Violent crime and property crimes reported to law enforcement fell in the first half of 2011 despite a stagnant economy, the FBI announced Monday.
The number of violent crimes reported in the first six months of 2011 declined 6.4%, when compared with figures from the first six months of 2010. The number of property crimes fell 3.7% in the same time frame, according to the FBI's "Preliminary Semiannual Uniform Crime Report."
The FBI reported declines in all four offenses in the violent crime category—murder and nonnegligent homicide (5.7%), forcible rape (5.1%), robbery (7.7%), and aggravated assault (5.9%).
The decline came in larger cities as well as smaller communities. Cities with populations of 50,000 to 99,999 inhabitants recorded the largest decrease in violent crime (7.2%). The country saw declines in each region with the largest decrease coming in the Midwest (9.7%). The West fell 6.6%; the South fell 5.8%; and the Northeast fell 3.6%.
Declines also came in all three categories of property crime—burglary, larceny-theft, and motor vehicle theft. The number of burglary offenses declined 2.2%; larceny-theft dropped 4.0 percent; and motor vehicle theft fell 5%.
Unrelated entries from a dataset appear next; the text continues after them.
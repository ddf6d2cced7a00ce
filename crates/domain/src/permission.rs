use std::str::FromStr;

use serde::{Deserialize, Serialize};
use taskboard_core::AppError;

use crate::context::ResourceKind;

/// Permissions enforced by application policy checks.
///
/// The set is closed: wire values parse through [`Permission::from_str`] at
/// the HTTP boundary and typo-class bugs cannot survive compilation inside
/// the process.
#[derive(
    Debug, Clone, Copy, PartialEq, Eq, Hash, PartialOrd, Ord, Serialize, Deserialize,
)]
#[serde(rename_all = "snake_case")]
pub enum Permission {
    /// Allows creating projects.
    ProjectsCreate,
    /// Allows reading a project instance.
    ProjectsRead,
    /// Allows updating a project instance.
    ProjectsUpdate,
    /// Allows deleting a project instance.
    ProjectsDelete,
    /// Allows listing projects.
    ProjectsList,
    /// Allows creating tasks.
    TasksCreate,
    /// Allows reading a task instance.
    TasksRead,
    /// Allows updating a task instance.
    TasksUpdate,
    /// Allows deleting a task instance.
    TasksDelete,
    /// Allows listing tasks.
    TasksList,
    /// Allows uploading files.
    FilesUpload,
    /// Allows reading a file instance.
    FilesRead,
    /// Allows deleting a file instance.
    FilesDelete,
    /// Allows listing files.
    FilesList,
    /// Allows reading a user profile.
    UsersRead,
    /// Allows updating a user profile.
    UsersUpdate,
    /// Allows listing users.
    UsersList,
    /// Allows assigning and removing roles.
    RolesAssign,
    /// Allows reading role and assignment data.
    RolesRead,
    /// Allows reading audit log entries.
    AuditRead,
}

impl Permission {
    /// Returns the stable `resource:action` token for this permission.
    #[must_use]
    pub fn as_str(&self) -> &'static str {
        match self {
            Self::ProjectsCreate => "projects:create",
            Self::ProjectsRead => "projects:read",
            Self::ProjectsUpdate => "projects:update",
            Self::ProjectsDelete => "projects:delete",
            Self::ProjectsList => "projects:list",
            Self::TasksCreate => "tasks:create",
            Self::TasksRead => "tasks:read",
            Self::TasksUpdate => "tasks:update",
            Self::TasksDelete => "tasks:delete",
            Self::TasksList => "tasks:list",
            Self::FilesUpload => "files:upload",
            Self::FilesRead => "files:read",
            Self::FilesDelete => "files:delete",
            Self::FilesList => "files:list",
            Self::UsersRead => "users:read",
            Self::UsersUpdate => "users:update",
            Self::UsersList => "users:list",
            Self::RolesAssign => "roles:assign",
            Self::RolesRead => "roles:read",
            Self::AuditRead => "audit:read",
        }
    }

    /// Returns all known permissions.
    #[must_use]
    pub fn all() -> &'static [Self] {
        const ALL: &[Permission] = &[
            Permission::ProjectsCreate,
            Permission::ProjectsRead,
            Permission::ProjectsUpdate,
            Permission::ProjectsDelete,
            Permission::ProjectsList,
            Permission::TasksCreate,
            Permission::TasksRead,
            Permission::TasksUpdate,
            Permission::TasksDelete,
            Permission::TasksList,
            Permission::FilesUpload,
            Permission::FilesRead,
            Permission::FilesDelete,
            Permission::FilesList,
            Permission::UsersRead,
            Permission::UsersUpdate,
            Permission::UsersList,
            Permission::RolesAssign,
            Permission::RolesRead,
            Permission::AuditRead,
        ];

        ALL
    }

    /// Returns whether this permission is refined against a resource
    /// instance.
    ///
    /// Create and list permissions have no instance to evaluate and are
    /// gated solely on the role-level grant.
    #[must_use]
    pub fn requires_context(&self) -> bool {
        matches!(
            self,
            Self::ProjectsRead
                | Self::ProjectsUpdate
                | Self::ProjectsDelete
                | Self::TasksRead
                | Self::TasksUpdate
                | Self::TasksDelete
                | Self::FilesRead
                | Self::FilesDelete
                | Self::UsersRead
                | Self::UsersUpdate
        )
    }

    /// Returns the resource kind a context must be resolved against, when
    /// the permission is instance-refined.
    #[must_use]
    pub fn resource_kind(&self) -> Option<ResourceKind> {
        match self {
            Self::ProjectsCreate
            | Self::ProjectsRead
            | Self::ProjectsUpdate
            | Self::ProjectsDelete
            | Self::ProjectsList => Some(ResourceKind::Project),
            Self::TasksCreate
            | Self::TasksRead
            | Self::TasksUpdate
            | Self::TasksDelete
            | Self::TasksList => Some(ResourceKind::Task),
            Self::FilesUpload | Self::FilesRead | Self::FilesDelete | Self::FilesList => {
                Some(ResourceKind::File)
            }
            Self::UsersRead | Self::UsersUpdate | Self::UsersList => Some(ResourceKind::User),
            Self::RolesAssign | Self::RolesRead | Self::AuditRead => None,
        }
    }

    /// Parses a transport value into a permission.
    pub fn from_transport(value: &str) -> Result<Self, AppError> {
        Self::from_str(value)
    }
}

impl FromStr for Permission {
    type Err = AppError;

    fn from_str(value: &str) -> Result<Self, Self::Err> {
        Self::all()
            .iter()
            .find(|permission| permission.as_str() == value)
            .copied()
            .ok_or_else(|| AppError::Validation(format!("unknown permission value '{value}'")))
    }
}

#[cfg(test)]
mod tests {
    use std::str::FromStr;

    use super::Permission;

    #[test]
    fn permission_roundtrip_storage_value() {
        for permission in Permission::all() {
            let restored = Permission::from_str(permission.as_str());
            assert_eq!(restored.ok(), Some(*permission));
        }
    }

    #[test]
    fn unknown_permission_is_rejected() {
        let parsed = Permission::from_str("tasks:unknown");
        assert!(parsed.is_err());
    }

    #[test]
    fn create_and_list_permissions_skip_context() {
        assert!(!Permission::TasksCreate.requires_context());
        assert!(!Permission::ProjectsList.requires_context());
        assert!(Permission::TasksUpdate.requires_context());
        assert!(Permission::FilesDelete.requires_context());
    }
}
Law enforcement agencies in cities with populations of 100,000 to 249,999 inhabitants reported the largest drop (5.1%). Property crime fell 4.4% in the Midwest, 4% in the West, 3.8% in the Northeast, and 3% in the South.
The report is based on information from more than 12,500 law enforcement agencies that submitted three to six comparable months of data to the FBI in the first six months of 2010 and 2011.